More advertising pushback: Vermont Senate seeks restraint on 'beautiful' drug ads

Vermont legislators, led by U.S. Sen. Bernie Sanders, continue to turn up the heat on pharma. The latest move is a state Senate resolution that includes a provision to restrict “beautiful” pharma advertising.

The nonbinding resolution, brought to the floor by a bipartisan group of four legislators, specifically calls for the creation of legislation that will “restrain the huge expenditures by pharmaceutical companies on advertising and marketing.”

Democratic Sen. Ginny Lyons, one of the initiators of the resolution, spoke in favor of the restriction. "Those advertisements are pictures of beautiful landscapes and people having a great time and yet the side effects are discussed—might cause liver cancer or death—and those are minimized by the perception of the beautiful landscape that we’re seeing,” she told the Senate, as reported by the Burlington Free Press.

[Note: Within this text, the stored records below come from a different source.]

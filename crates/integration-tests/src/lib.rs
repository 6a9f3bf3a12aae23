//! Integration tests for Grandeur.
//!
//! Tests live in `tests/` and exercise the pipeline's logic across crate
//! boundaries without requiring a live database: totals and snapshots,
//! line-item state transitions, gateway payload handling, and the
//! idempotency contract of verification as seen through the gateway seam.

#![cfg_attr(not(test), forbid(unsafe_code))]
//! Integration tests for the payment gateway seam.
//!
//! A scripted gateway stands in for Flutterwave to verify the contract
//! the orchestrator relies on: metadata round-trips unchanged, repeated
//! verify calls answer identically, and only the terminal "successful"
//! status counts as a completed payment.

use grandeur_core::{OrderRef, UserId};
use grandeur_server::payments::{
    GatewayError, InitiatePaymentRequest, PaymentGateway, PaymentMeta, VerifiedTransaction,
};
use rust_decimal::Decimal;
use std::str::FromStr;

/// A gateway that returns a fixed link and replays one scripted
/// transaction outcome for every verify call.
struct ScriptedGateway {
    status: &'static str,
    amount: Decimal,
    meta: PaymentMeta,
}

impl PaymentGateway for ScriptedGateway {
    async fn initiate(&self, request: &InitiatePaymentRequest) -> Result<String, GatewayError> {
        Ok(format!(
            "https://checkout.example.com/pay/{}",
            request.order_ref
        ))
    }

    async fn verify(&self, _transaction_id: &str) -> Result<VerifiedTransaction, GatewayError> {
        Ok(VerifiedTransaction {
            status: self.status.to_owned(),
            amount: self.amount,
            currency: "NGN".to_owned(),
            meta: self.meta,
        })
    }
}

fn scripted(status: &'static str) -> (ScriptedGateway, PaymentMeta) {
    let meta = PaymentMeta {
        user_id: UserId::new(4),
        order_ref: OrderRef::generate(),
    };
    let gateway = ScriptedGateway {
        status,
        amount: Decimal::from_str("36.50").unwrap(),
        meta,
    };
    (gateway, meta)
}

#[tokio::test]
async fn test_metadata_round_trips_through_the_gateway() {
    let (gateway, meta) = scripted("successful");

    // The metadata sent at initiation is the only way verification can
    // recover the user and order.
    let verified = gateway.verify("tx-1").await.unwrap();
    assert_eq!(verified.meta, meta);
}

#[tokio::test]
async fn test_repeated_verify_answers_identically() {
    let (gateway, _) = scripted("successful");

    let first = gateway.verify("tx-1").await.unwrap();
    let second = gateway.verify("tx-1").await.unwrap();

    assert_eq!(first.status, second.status);
    assert_eq!(first.amount, second.amount);
    assert_eq!(first.meta, second.meta);
}

#[tokio::test]
async fn test_only_terminal_successful_counts() {
    for (status, expected) in [
        ("successful", true),
        ("pending", false),
        ("failed", false),
        ("cancelled", false),
    ] {
        let (gateway, _) = scripted(status);
        let verified = gateway.verify("tx-1").await.unwrap();
        assert_eq!(
            verified.is_successful(),
            expected,
            "status {status:?} misclassified"
        );
    }
}

#[tokio::test]
async fn test_payment_link_derives_from_order_ref() {
    let (gateway, meta) = scripted("successful");

    let request = InitiatePaymentRequest {
        order_ref: meta.order_ref,
        amount: Decimal::from_str("36.50").unwrap(),
        currency: grandeur_core::Currency::NGN,
        redirect_url: "https://grandeur.shop/thankyou".to_owned(),
        customer: grandeur_server::payments::CustomerInfo {
            name: "Ada Lovelace".to_owned(),
            email: "ada@example.com".to_owned(),
            phone: None,
        },
        meta,
    };

    let link = gateway.initiate(&request).await.unwrap();
    assert!(link.contains(&meta.order_ref.to_string()));
}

Vermont’s resolution comes as the White House and Congress continue to try to hammer out a prescription drug direction. Last year, at least two bills were introduced in the House and Senate to limit pharma advertising. Rep. Rosa DeLauro, D-Conn., introduced the Responsibility in Drug Advertising Act, which would have put a three-year ban on new drug advertising. And Sen. Al Franken, D-Minn., introduced a bill to the Senate that would have put an end to pharma companies’ ability to take tax deductions for drug advertising.

Trade associations have also called for drug ad rollbacks. The American Medical Association and the American Society of Health-System Pharmacists within the past 18 months have both called for a ban on drug advertising.

Vermont’s call to action also includes several drug pricing relief measures, such as allowing the free trade of prescription drugs from Canada, along with calls for making drug costs more transparent and allowing Medicare to negotiate pricing directly with pharma companies.

PhRMA, though, doesn't much care for those proposals. “Harmful policies like those outlined in this resolution will not help patients. We need to focus instead on efforts that move our health care system toward one that rewards innovation, delivers better quality and puts the patient at the center of the value equation," spokeswoman Priscilla VanderVeer said in a statement.